Our First Image Program

import Image

filename = "chipmunk.jpg"
im = Image.open(filename)
print '\n' '********************'
print "Here's the information about", filename
print im.format, im.size, im.mode

gray_im = im.convert('L')
scaled = gray_im.resize( (128,128) )
print "After converting to gray scale and resizing,"
print "the image information has changed to"
print scaled.format, scaled.size, scaled.mode

scaled.show()
scaled.save(filename + "_scaled.jpg")
  • The Image.open function:
    • Opens the file and creates an image (new type, remember), and associates it with the variable name im
  • format, size, mode are all variables associated with the image, describing
    • the image file format — JPG in this case
    • the width and height of an image, as a “tuple” (a new Python type we have not yet used)
    • the mode of the pixel data in the image — RGB values or gray scale values (indicated by 'L')
      • Note that 'RGB' and 'L' are both strings.
  • image methods used in this example
    • convert to change the mode of the image from RGB to gray
    • resize to create a new image of a different size
      • The new size is given by the tuple (200,200)
    • show to display the image
    • save to output it.

Example 2: Cut and pasting parts of an image

  • This example crops three boxes from an image, creates a new image and pastes the boxes at different locations of this new image.

    import Image
    
    im = Image.open("lego_movie.jpg")
    w,h = im.size
    
    # Crop out three columns from the image
    ## Note: the crop function returns a new image
    part1 = im.crop((0,0,w/3,h))
    part2 = im.crop((w/3,0,2*w/3,h))
    part3 = im.crop((2*w/3,0,w,h))
    
    ## Create a new image
    newim = Image.new("RGB",(w,h))
    ## Paste the image in different order
    ## Note: the paste function changes the image it is applied to
    newim.paste(part3, (0,0))
    newim.paste(part1, (w/3,0))
    newim.paste(part2, (2*w/3,0))
    newim.show()
    
  • Important image methods used:

    • crop — extracts a region of the image given by the upper left and lower right corners represented as a four-tuple
    • paste — overwrites one image with another, starting at the upper left corner.
  • Note that many of the PIL functions actually change the image object we are working with

    • This is an implementation decision made by the designers of PIL, mostly because images are so large and copying is therefore time consuming.
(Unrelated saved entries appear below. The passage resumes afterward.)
#[cfg(test)]
mod tests {
    use super::*;

    fn ids(values: &[&str]) -> Vec<String> {
        values.iter().map(|v| (*v).to_string()).collect()
    }

    // ─────────────────────────────────────────────────────────────────────────────
    // Basics
    // ─────────────────────────────────────────────────────────────────────────────

    #[test]
    fn test_command_tree_is_valid() {
        CommandParser::command().debug_assert();
    }

    #[test]
    fn test_parse_empty() {
        assert!(CommandParser::parse("").is_err());
        assert!(CommandParser::parse("   ").is_err());
    }

    #[test]
    fn test_parse_unknown_command() {
        let err = CommandParser::parse("frobnicate").unwrap_err();
        assert!(matches!(err, Error::Usage { .. }));
    }

    #[test]
    fn test_parse_quit_aliases() {
        for line in ["quit", "exit", "q"] {
            assert_eq!(CommandParser::parse(line).unwrap(), ReplCommand::Quit);
        }
    }

    #[test]
    fn test_parse_help_topic() {
        assert_eq!(
            CommandParser::parse("help media movies").unwrap(),
            ReplCommand::Help {
                topic: ids(&["media", "movies"])
            }
        );
        assert_eq!(
            CommandParser::parse("?").unwrap(),
            ReplCommand::Help { topic: vec![] }
        );
    }

    #[test]
    fn test_parse_history_export() {
        assert_eq!(
            CommandParser::parse("history -e").unwrap(),
            ReplCommand::History { export: true }
        );
    }

    #[test]
    fn test_dash_h_renders_usage() {
        match CommandParser::parse("library movie add -h").unwrap() {
            ReplCommand::Usage { text } => {
                assert!(text.contains("movie_id"));
                assert!(text.contains("--borrowed"));
            }
            other => panic!("expected usage, got {other:?}"),
        }
    }

    #[test]
    fn test_command_names() {
        let names = CommandParser::command_names();
        for name in ["suggest", "hybrid_suggest", "orig_suggest", "video", "media", "library"] {
            assert!(names.contains(&name.to_string()), "missing {name}");
        }
    }

    // ─────────────────────────────────────────────────────────────────────────────
    // suggest
    // ─────────────────────────────────────────────────────────────────────────────

    #[test]
    fn test_suggest_requires_type() {
        assert!(matches!(
            CommandParser::parse("suggest").unwrap_err(),
            Error::Usage { .. }
        ));
    }

    #[test]
    fn test_suggest_rejects_bad_type() {
        assert!(CommandParser::parse("suggest -t book").is_err());
    }

    #[test]
    fn test_suggest_durations() {
        assert_eq!(
            CommandParser::parse("suggest -t movie -d 120 -d 90 150").unwrap(),
            ReplCommand::Suggest {
                kind: MediaKind::Movie,
                constraints: vec![
                    DurationConstraint::Max(120),
                    DurationConstraint::Range(90, 150)
                ],
            }
        );
    }

    #[test]
    fn test_suggest_duration_takes_at_most_two() {
        assert!(CommandParser::parse("suggest -t show -d 1 2 3").is_err());
        assert!(CommandParser::parse("hybrid_suggest -t show -d 1 2 3").is_err());
    }

    #[test]
    fn test_orig_suggest_accepts_open_list_but_rejects_three() {
        let err = CommandParser::parse("orig_suggest -t show -d 1 2 3").unwrap_err();
        assert!(matches!(err, Error::InvalidArgument { .. }));
        assert!(CommandParser::parse("orig_suggest -t show -d 20 30").is_ok());
    }

    #[test]
    fn test_suggest_help_groups_required() {
        let help = CommandParser::help_for(&ids(&["suggest"])).unwrap();
        assert!(help.contains("Required Arguments"));
        let hybrid = CommandParser::help_for(&ids(&["hybrid_suggest"])).unwrap();
        assert!(!hybrid.contains("Required Arguments"));
    }

    // ─────────────────────────────────────────────────────────────────────────────
    // video / media
    // ─────────────────────────────────────────────────────────────────────────────

    #[test]
    fn test_media_without_type() {
        assert_eq!(
            CommandParser::parse("video").unwrap(),
            ReplCommand::Media {
                root: MediaRoot::Video,
                target: None
            }
        );
    }

    #[test]
    fn test_media_movies_without_command() {
        assert_eq!(
            CommandParser::parse("media movies").unwrap(),
            ReplCommand::Media {
                root: MediaRoot::Media,
                target: Some(MediaTarget::Movies(None))
            }
        );
    }

    #[test]
    fn test_media_movies_list_filters() {
        let cmd = CommandParser::parse(
            r#"media movies list -t hope -r PG PG-13 -d "George Lucas" -a "Mark Hamill" -a "Harrison Ford""#,
        )
        .unwrap();
        assert_eq!(
            cmd,
            ReplCommand::Media {
                root: MediaRoot::Media,
                target: Some(MediaTarget::Movies(Some(MovieAction::List(MovieFilter {
                    title: Some("hope".to_string()),
                    ratings: ids(&["PG", "PG-13"]),
                    director: Some("George Lucas".to_string()),
                    actors: ids(&["Mark Hamill", "Harrison Ford"]),
                }))))
            }
        );
    }

    #[test]
    fn test_media_movies_list_rejects_unknown_rating() {
        assert!(CommandParser::parse("media movies list -r TV-MA").is_err());
    }

    #[test]
    fn test_media_movies_add() {
        let cmd = CommandParser::parse(
            r#"video movies add "Solo" PG-13 -d "Ron Howard" -- "Alden Ehrenreich""#,
        )
        .unwrap();
        assert_eq!(
            cmd,
            ReplCommand::Media {
                root: MediaRoot::Video,
                target: Some(MediaTarget::Movies(Some(MovieAction::Add(NewMovie {
                    title: "Solo".to_string(),
                    rating: "PG-13".to_string(),
                    directors: ids(&["Ron Howard"]),
                    actors: ids(&["Alden Ehrenreich"]),
                    runtime: None,
                }))))
            }
        );
    }

    #[test]
    fn test_media_movies_add_with_runtime() {
        let cmd = CommandParser::parse(r#"media movies add Solo PG-13 --runtime 135 -d "Ron Howard""#)
            .unwrap();
        let ReplCommand::Media {
            target: Some(MediaTarget::Movies(Some(MovieAction::Add(movie)))),
            ..
        } = cmd
        else {
            panic!("expected movies add, got {cmd:?}");
        };
        assert_eq!(movie.runtime, Some(135));
        assert!(CommandParser::parse("media movies add Solo PG -d X --runtime long").is_err());
    }

    #[test]
    fn test_media_movies_add_requires_director() {
        assert!(CommandParser::parse("media movies add Solo PG").is_err());
    }

    #[test]
    fn test_media_movies_add_director_takes_at_most_two() {
        match CommandParser::parse("media movies add Solo PG -d A B C").unwrap() {
            ReplCommand::Media {
                target: Some(MediaTarget::Movies(Some(MovieAction::Add(movie)))),
                ..
            } => {
                assert_eq!(movie.directors, ids(&["A", "B"]));
                assert_eq!(movie.actors, ids(&["C"]));
            }
            other => panic!("expected add, got {other:?}"),
        }
    }

    #[test]
    fn test_media_shows_list() {
        assert_eq!(
            CommandParser::parse("media shows list").unwrap(),
            ReplCommand::Media {
                root: MediaRoot::Media,
                target: Some(MediaTarget::Shows(Some(ShowAction::List)))
            }
        );
    }

    // ─────────────────────────────────────────────────────────────────────────────
    // library
    // ─────────────────────────────────────────────────────────────────────────────

    #[test]
    fn test_library_movie_add_borrowed() {
        assert_eq!(
            CommandParser::parse("library movie add SW_EP06 SW_EP07 -b").unwrap(),
            ReplCommand::Library(Some(LibraryTarget::Movie(Some(LibraryMovieAction::Add {
                ids: ids(&["SW_EP06", "SW_EP07"]),
                borrowed: true
            }))))
        );
    }

    #[test]
    fn test_library_show_add_episodes() {
        assert_eq!(
            CommandParser::parse("library show add SW_REB S01E02 S01E03").unwrap(),
            ReplCommand::Library(Some(LibraryTarget::Show(Some(LibraryShowAction::Add {
                show_id: "SW_REB".to_string(),
                episodes: ids(&["S01E02", "S01E03"]),
            }))))
        );
    }

    #[test]
    fn test_library_without_command() {
        assert_eq!(
            CommandParser::parse("library movie").unwrap(),
            ReplCommand::Library(Some(LibraryTarget::Movie(None)))
        );
        assert_eq!(CommandParser::parse("library").unwrap(), ReplCommand::Library(None));
    }

    #[test]
    fn test_help_for_unknown_path() {
        assert!(CommandParser::help_for(&ids(&["media", "books"])).is_err());
    }

    #[test]
    fn test_help_for_nested_path() {
        let help = CommandParser::help_for(&ids(&["media", "movies"])).unwrap();
        assert!(help.contains("list"));
        assert!(help.contains("delete"));
        assert!(help.contains("Usage: media movies "));
    }

    #[test]
    fn test_help_for_top_level_usage_line() {
        for topic in ["video", "library", "suggest", "quit"] {
            let help = CommandParser::help_for(&ids(&[topic])).unwrap();
            assert!(help.contains(&format!("Usage: {topic}")), "{help}");
            assert!(!help.contains("Usage:  "), "{help}");
        }
    }

    #[test]
    fn test_help_for_alias() {
        let help = CommandParser::help_for(&ids(&["exit"])).unwrap();
        assert!(help.contains("Usage: quit"));
    }
}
Image Examples Are Good Illustrations of Nested For Loops

  • We will start with the problem of converting a color image to gray scale as an example of the use of a double for loop. This is the module rgb2gray.py on the course site.
  • We will modify this to do several things:
    • Flip an image upside down
    • Reflect an image left-right
    • Create a pixellated version of the image

Summary

  • Modules contain a combination of functions, variables, object definitions, and other code, all designed for use in other Python programs and modules

  • After they are imported, the functions in a module can be executed by a call of the form:

    module_name.function_name(arguments)
    
  • PIL provides a set of modules that define the Image object type and associated methods.